I say keep going. I don't have as much nursing experience as you do (only 11 1/2 months). But if a kid needs to eat I would say don't take away his favorite food. What do you think of buying some heavy whipping cream and seeing if he'll eat that whipped up with some sugar? Not too cold, somewhat familiar? Whatever ends up happening good luck - and way to go on nursing a whole year!
I echo your thoughts....Adilyn just turned a year and although we haven't had the Dr. appt yet (we'll do that after we move to Delaware next week) I think she is tiny and LOVES to be breastfed. I thought I would continue to nurse through all the craziness of moving and stuff but I got back and forth too. Kinda glad someone else is having some of the same thoughts and is continuing after 12 months. Take care and good luck! :) Wish we could have gotten together, we leave on Tuesday.
Have you seen the WHO percentile charts for breastfed babies?
The charts widely in use throughout the world were made many years ago and were based on formula fed infants.
My two children who breastfed beyond the age of 1 werev much more lean than children their age.
Wishing you all the very best whichever decision you make. You have given your children the very best start.

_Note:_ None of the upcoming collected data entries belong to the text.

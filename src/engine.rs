use std::path::PathBuf;
use std::time::Duration;

use serde::{Deserialize, Serialize};

use crate::assets::color::resolve_colors;
use crate::assets::fonts::{
    DEFAULT_FETCH_TIMEOUT, FontCache, FontFetcher, HttpFontFetcher, resolve_font,
};
use crate::foundation::core::{Canvas, HAlign, VAlign};
use crate::foundation::error::QuoteResult;
use crate::render::pipeline::{RenderRequest, render_to_file};

/// Raw user choices as collected by a transport.
#[derive(Clone, Debug, Default, PartialEq, Eq, Serialize, Deserialize)]
pub struct RenderParams {
    pub text: String,
    pub font: String,
    #[serde(default)]
    pub palette: Option<String>,
    pub v_align: String,
    pub h_align: String,
    #[serde(default)]
    pub custom_color1: Option<String>,
    #[serde(default)]
    pub custom_color2: Option<String>,
}

/// Where fonts are cached and cards are written.
#[derive(Clone, Debug)]
pub struct EngineOpts {
    pub(crate) font_dir: PathBuf,
    pub(crate) output_dir: PathBuf,
    pub(crate) fetch_timeout: Duration,
    pub(crate) canvas: Canvas,
}

impl Default for EngineOpts {
    fn default() -> Self {
        Self {
            font_dir: PathBuf::from("."),
            output_dir: PathBuf::from("."),
            fetch_timeout: DEFAULT_FETCH_TIMEOUT,
            canvas: Canvas::CARD,
        }
    }
}

impl EngineOpts {
    pub fn with_font_dir(mut self, dir: impl Into<PathBuf>) -> Self {
        self.font_dir = dir.into();
        self
    }

    pub fn with_output_dir(mut self, dir: impl Into<PathBuf>) -> Self {
        self.output_dir = dir.into();
        self
    }

    pub fn with_fetch_timeout(mut self, timeout: Duration) -> Self {
        self.fetch_timeout = timeout;
        self
    }
}

/// Validates raw choices and renders them to a PNG file.
pub struct Engine {
    fonts: FontCache,
    opts: EngineOpts,
}

impl Engine {
    /// Engine that downloads missing fonts over HTTP.
    pub fn new(opts: EngineOpts) -> QuoteResult<Self> {
        Ok(Self::with_fetcher(opts, Box::new(HttpFontFetcher::new()?)))
    }

    pub fn with_fetcher(opts: EngineOpts, fetcher: Box<dyn FontFetcher>) -> Self {
        let fonts = FontCache::new(opts.font_dir.clone(), fetcher).with_timeout(opts.fetch_timeout);
        Self { fonts, opts }
    }

    /// Turn raw choices into a validated request. The font is resolved last since it may
    /// touch the disk or the network.
    pub fn resolve(&self, params: &RenderParams) -> QuoteResult<RenderRequest> {
        let colors = resolve_colors(
            params.palette.as_deref(),
            params.custom_color1.as_deref(),
            params.custom_color2.as_deref(),
        )?;
        let valign: VAlign = params.v_align.parse()?;
        let halign: HAlign = params.h_align.parse()?;
        let font = resolve_font(&params.font, &self.fonts)?;

        Ok(RenderRequest {
            text: params.text.clone(),
            font,
            colors,
            valign,
            halign,
        })
    }

    /// Render a card and return the path of the new PNG. The caller owns the file.
    #[tracing::instrument(skip(self, params), fields(font = %params.font))]
    pub fn create_image(&self, params: &RenderParams) -> QuoteResult<PathBuf> {
        let request = self.resolve(params).inspect_err(|e| {
            tracing::warn!(error = %e, "rejected render request");
        })?;
        render_to_file(&request, self.opts.canvas, &self.opts.output_dir)
    }
}

#[cfg(test)]
#[path = "../tests/unit/engine.rs"]
mod tests;
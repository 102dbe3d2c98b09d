use std::io::Write as _;
use std::path::{Path, PathBuf};
use std::sync::Arc;
use std::time::Duration;

use crate::assets::store::TextLayoutEngine;
use crate::foundation::error::{QuoteError, QuoteResult};

/// Timeout applied to a single font download.
pub const DEFAULT_FETCH_TIMEOUT: Duration = Duration::from_secs(10);

/// A downloadable TrueType font with its fixed point size.
#[derive(Clone, Copy, Debug, PartialEq, Eq)]
pub struct FontSpec {
    pub name: &'static str,
    /// File name inside the font cache directory.
    pub filename: &'static str,
    pub url: &'static str,
    pub size_px: u32,
}

/// Menu order is table order.
pub static FONTS: &[FontSpec] = &[
    FontSpec {
        name: "Poppins",
        filename: "Poppins-Bold.ttf",
        url: "https://raw.githubusercontent.com/google/fonts/main/ofl/poppins/Poppins-Bold.ttf",
        size_px: 80,
    },
    FontSpec {
        name: "Lato",
        filename: "Lato-Bold.ttf",
        url: "https://raw.githubusercontent.com/google/fonts/main/ofl/lato/Lato-Bold.ttf",
        size_px: 85,
    },
];

pub fn font_by_name(name: &str) -> Option<&'static FontSpec> {
    FONTS.iter().find(|f| f.name == name)
}

pub fn font_names() -> impl Iterator<Item = &'static str> {
    FONTS.iter().map(|f| f.name)
}

/// Source of raw font bytes for cache misses.
pub trait FontFetcher: Send + Sync {
    /// Download `url`, giving up after `timeout`.
    fn fetch(&self, url: &str, timeout: Duration) -> QuoteResult<Vec<u8>>;
}

/// Fetches fonts over HTTP(S).
pub struct HttpFontFetcher {
    client: reqwest::blocking::Client,
}

impl HttpFontFetcher {
    pub fn new() -> QuoteResult<Self> {
        let client = reqwest::blocking::Client::builder()
            .user_agent(concat!("quotecard/", env!("CARGO_PKG_VERSION")))
            .build()
            .map_err(|e| QuoteError::font_unavailable(format!("http client: {e}")))?;
        Ok(Self { client })
    }
}

impl FontFetcher for HttpFontFetcher {
    fn fetch(&self, url: &str, timeout: Duration) -> QuoteResult<Vec<u8>> {
        let resp = self
            .client
            .get(url)
            .timeout(timeout)
            .send()
            .map_err(|e| QuoteError::font_unavailable(format!("could not download font: {e}")))?;
        let status = resp.status();
        if !status.is_success() {
            return Err(QuoteError::font_unavailable(format!(
                "could not download font: {url} returned {status}"
            )));
        }
        let bytes = resp
            .bytes()
            .map_err(|e| QuoteError::font_unavailable(format!("could not download font: {e}")))?;
        Ok(bytes.to_vec())
    }
}

/// On-disk font memoization keyed by [`FontSpec::filename`].
///
/// Entries are written once and never refreshed. A present, non-empty file is a hit.
pub struct FontCache {
    dir: PathBuf,
    fetcher: Box<dyn FontFetcher>,
    timeout: Duration,
}

impl FontCache {
    pub fn new(dir: impl Into<PathBuf>, fetcher: Box<dyn FontFetcher>) -> Self {
        Self {
            dir: dir.into(),
            fetcher,
            timeout: DEFAULT_FETCH_TIMEOUT,
        }
    }

    pub fn with_timeout(mut self, timeout: Duration) -> Self {
        self.timeout = timeout;
        self
    }

    pub fn dir(&self) -> &Path {
        &self.dir
    }

    pub fn path_for(&self, spec: &FontSpec) -> PathBuf {
        self.dir.join(spec.filename)
    }

    /// Make sure the font file exists locally and return its path.
    #[tracing::instrument(skip(self, spec), fields(font = spec.name))]
    pub fn ensure(&self, spec: &FontSpec) -> QuoteResult<PathBuf> {
        let path = self.path_for(spec);
        if is_non_empty_file(&path) {
            return Ok(path);
        }

        tracing::info!(url = spec.url, "downloading font");
        let bytes = self.fetcher.fetch(spec.url, self.timeout).inspect_err(|e| {
            tracing::warn!(error = %e, "font download failed");
        })?;
        if bytes.is_empty() {
            return Err(QuoteError::font_unavailable(format!(
                "download of font '{}' returned no data",
                spec.name
            )));
        }

        write_atomic(&self.dir, &path, &bytes)?;
        tracing::info!(path = %path.display(), bytes = bytes.len(), "cached font");
        Ok(path)
    }
}

fn is_non_empty_file(path: &Path) -> bool {
    std::fs::metadata(path)
        .map(|m| m.is_file() && m.len() > 0)
        .unwrap_or(false)
}

/// Write to a unique sibling temp file, then rename over `dst`.
///
/// Concurrent writers of the same font each rename a complete file, so readers never see a
/// partial one.
fn write_atomic(dir: &Path, dst: &Path, bytes: &[u8]) -> QuoteResult<()> {
    let io_err = |what: &str, p: &Path, e: std::io::Error| {
        QuoteError::font_unavailable(format!("{what} '{}': {e}", p.display()))
    };

    std::fs::create_dir_all(dir).map_err(|e| io_err("create font dir", dir, e))?;

    let file_name = dst
        .file_name()
        .map(|n| n.to_string_lossy().into_owned())
        .unwrap_or_else(|| "font".to_owned());
    let tmp = dir.join(format!(".{file_name}.{}.part", uuid::Uuid::new_v4()));

    let result = std::fs::File::create_new(&tmp)
        .and_then(|mut f| {
            f.write_all(bytes)?;
            f.sync_all()
        })
        .and_then(|()| std::fs::rename(&tmp, dst));

    if let Err(e) = result {
        let _ = std::fs::remove_file(&tmp);
        return Err(io_err("write font", dst, e));
    }
    Ok(())
}

/// A catalog font that is present locally and parses.
#[derive(Clone, Debug)]
pub struct ResolvedFont {
    pub spec: &'static FontSpec,
    pub path: PathBuf,
    pub bytes: Arc<Vec<u8>>,
}

impl ResolvedFont {
    pub fn size_px(&self) -> f32 {
        self.spec.size_px as f32
    }
}

/// Look up `name`, ensure it is cached, and check that it loads as a font.
pub fn resolve_font(name: &str, cache: &FontCache) -> QuoteResult<ResolvedFont> {
    let spec = font_by_name(name).ok_or_else(|| QuoteError::unknown_font(name))?;
    let path = cache.ensure(spec)?;

    let bytes = std::fs::read(&path).map_err(|e| {
        QuoteError::font_unavailable(format!("font file '{}' is unreadable: {e}", path.display()))
    })?;

    TextLayoutEngine::new()
        .register_font(&bytes)
        .map_err(|_| {
            QuoteError::font_unavailable(format!("font file '{}' is bad", path.display()))
        })?;

    Ok(ResolvedFont {
        spec,
        path,
        bytes: Arc::new(bytes),
    })
}

#[cfg(test)]
#[path = "../../tests/unit/assets/fonts.rs"]
mod tests;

Whitney! I'm so glad you came up to introduce yourself at the race! I felt this was definitely something I could comment on! I myself nursed my kids until about 18 months--yes, you read right, and yes, I really am a cow. I loved it, and wouldn't trade it for a minute, although I might deny how long I nursed depending on who's asking! Good luck, and I'd just keep going if you're comfortable!